Technological change saturates the collection’s world: electric lighting, telephones, elevators, and streetcars set the stage for new tempos of desire and risk. Department stores and theatrical circuits expand in Sister Carrie; financial telegraphy and brokerage houses pulse through The Financier; transit and utilities undergird The Titan. By the 1910s and 1920s, moving pictures and lurid headlines reshape the imagination of crime and fame, a backdrop evident in An American Tragedy. Historically, these innovations tightened the feedback loop between aspiration and display, making the city a continuous showcase and scrutiny machine for fortune, reputation, and downfall.
Political and economic transformations—antitrust law, municipal reform, and periodic depressions—structure many conflicts in these works. The aftermath of the 1870s crash frames The Financier; city-machine politics and traction scandals inform The Titan; recurring strikes and labor agitation haunt several urban settings. In the decades before comprehensive federal regulation, courts arbitrated the boundaries between private ambition and public duty. An American Tragedy, with its courtroom and prison scenes, converses with evolving penal philosophies and perennial debates over capital punishment. Historically, Dreiser observes how legal institutions reflect economic interests while translating public anxieties into verdicts and sentences.

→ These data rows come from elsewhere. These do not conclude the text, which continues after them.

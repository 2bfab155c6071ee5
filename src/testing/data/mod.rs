//! Seeded synthetic experiments.
//!
//! Every generator returns rows in the input-file layout: one row per input
//! feature, followed by the label row. Values are rounded to two decimals,
//! as they would be when written to a CSV by hand.

use rand::prelude::*;

use crate::utils::round_to_precision;

/// Uniform noise in `[-amplitude / 2, amplitude / 2)`.
fn noise(rng: &mut StdRng, amplitude: f64) -> f64 {
    amplitude * (rng.r#gen::<f64>() - 0.5)
}

fn two_decimals(rows: &mut [Vec<f64>]) {
    for value in rows.iter_mut().flatten() {
        *value = round_to_precision(*value, 2);
    }
}

/// Exact line `y = intercept + slope·x` on `n_samples` points centered on zero.
///
/// No noise, so any solver should recover the coefficients.
pub fn linear_univariate(n_samples: usize, intercept: f64, slope: f64) -> Vec<Vec<f64>> {
    let center = n_samples.saturating_sub(1) as f64 / 2.0;
    let x: Vec<f64> = (0..n_samples).map(|i| i as f64 - center).collect();
    let y = x.iter().map(|&x| intercept + slope * x).collect();
    vec![x, y]
}

/// Noisy paraboloid `z = 0.15 + x²/5 - 0.12x + y²/7 - 0.08y` sampled on a jittered
/// 8×8 grid over `[-8, 6]²`.
pub fn quadratic_bivariate(seed: u64) -> Vec<Vec<f64>> {
    let mut rng = StdRng::seed_from_u64(seed);
    let paraboloid = |x: f64, y: f64| 0.15 + x * x / 5.0 - 0.12 * x + y * y / 7.0 - 0.08 * y;

    let mut rows = vec![Vec::with_capacity(64); 3];
    for i in (-8..8).step_by(2).map(f64::from) {
        for j in (-8..8).step_by(2).map(f64::from) {
            rows[0].push(i + noise(&mut rng, 2.0));
            rows[1].push(j + noise(&mut rng, 2.0));
            rows[2].push(paraboloid(i, j) + noise(&mut rng, 2.0));
        }
    }
    two_decimals(&mut rows);
    rows
}

/// Three periodic features over `t ∈ [-7, 7)` with a label that is linear
/// in the first two: `y = f(t) - g(t) + noise`.
pub fn linear_trivariate(seed: u64) -> Vec<Vec<f64>> {
    let mut rng = StdRng::seed_from_u64(seed);
    let mut rows = vec![Vec::with_capacity(700); 4];

    for t in (-350..350).map(|i| f64::from(i) * 0.02) {
        let f = |rng: &mut StdRng| 10.0 * (0.5 * (1.1 * t).sin() + noise(rng, 0.2) + 3.0);
        let g = |rng: &mut StdRng| 10.0 * (0.6 * (0.9 * t).cos() + noise(rng, 0.2) - 5.0);
        let h = |rng: &mut StdRng| {
            10.0 * (-(t - 6.5).abs().powf(2.5) / 250.0 + noise(rng, 0.2) + 10.0)
        };

        rows[0].push(f(&mut rng));
        rows[1].push(g(&mut rng));
        rows[2].push(h(&mut rng));
        let y = f(&mut rng) - g(&mut rng) + 25.0 * noise(&mut rng, 0.2);
        rows[3].push(y);
    }
    two_decimals(&mut rows);
    rows
}

/// A noisy torus-like curve over `t ∈ [-17.5, 17.5)`; the label is twice the
/// third feature plus noise.
pub fn quadratic_trivariate(seed: u64) -> Vec<Vec<f64>> {
    let mut rng = StdRng::seed_from_u64(seed);
    let mut rows = vec![Vec::with_capacity(700); 4];

    for t in (-350..350).map(|i| f64::from(i) * 0.05) {
        let radius = 10.0 + 2.0 * (5.0 * t).cos();
        rows[0].push(radius * t.cos() + noise(&mut rng, 1.0));
        rows[1].push((5.0 * t).sin() + noise(&mut rng, 1.0));
        rows[2].push(radius * t.sin() + noise(&mut rng, 1.0));
        let y = 2.0 * (radius * t.sin() + noise(&mut rng, 1.0)) + 2.0 * noise(&mut rng, 1.0);
        rows[3].push(y);
    }
    two_decimals(&mut rows);
    rows
}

Across the collection, Dreiser’s naturalism refracts broader intellectual currents: evolutionary explanation, statistical thinking, and the critique of conspicuous consumption that economists and social critics advanced around 1900. His money-and-desire plots echo contemporary analyses of status competition, while his portraits emphasize constraint more than choice. Yet the books also capture reform energies—settlement work, civic improvement, the push for professional standards—that moderated some extremes of Gilded Age capitalism. Historically, the tension between determinism and reform gives these works their diagnostic power: they show both the weight of structures and the partial openings created by politics, journalism, and public debate. The result is a composite ledger of modern America’s ascent and costs.
These novels follow young women navigating poverty, desire, and the bargaining pressures of urban life. Dreiser's naturalistic narration tracks how economic need, sexual politics, and social judgment channel their choices in ways that feel both accidental and inevitable. The tone is coolly compassionate and observational, establishing the author's signature blend of psychological candor and sociological detail.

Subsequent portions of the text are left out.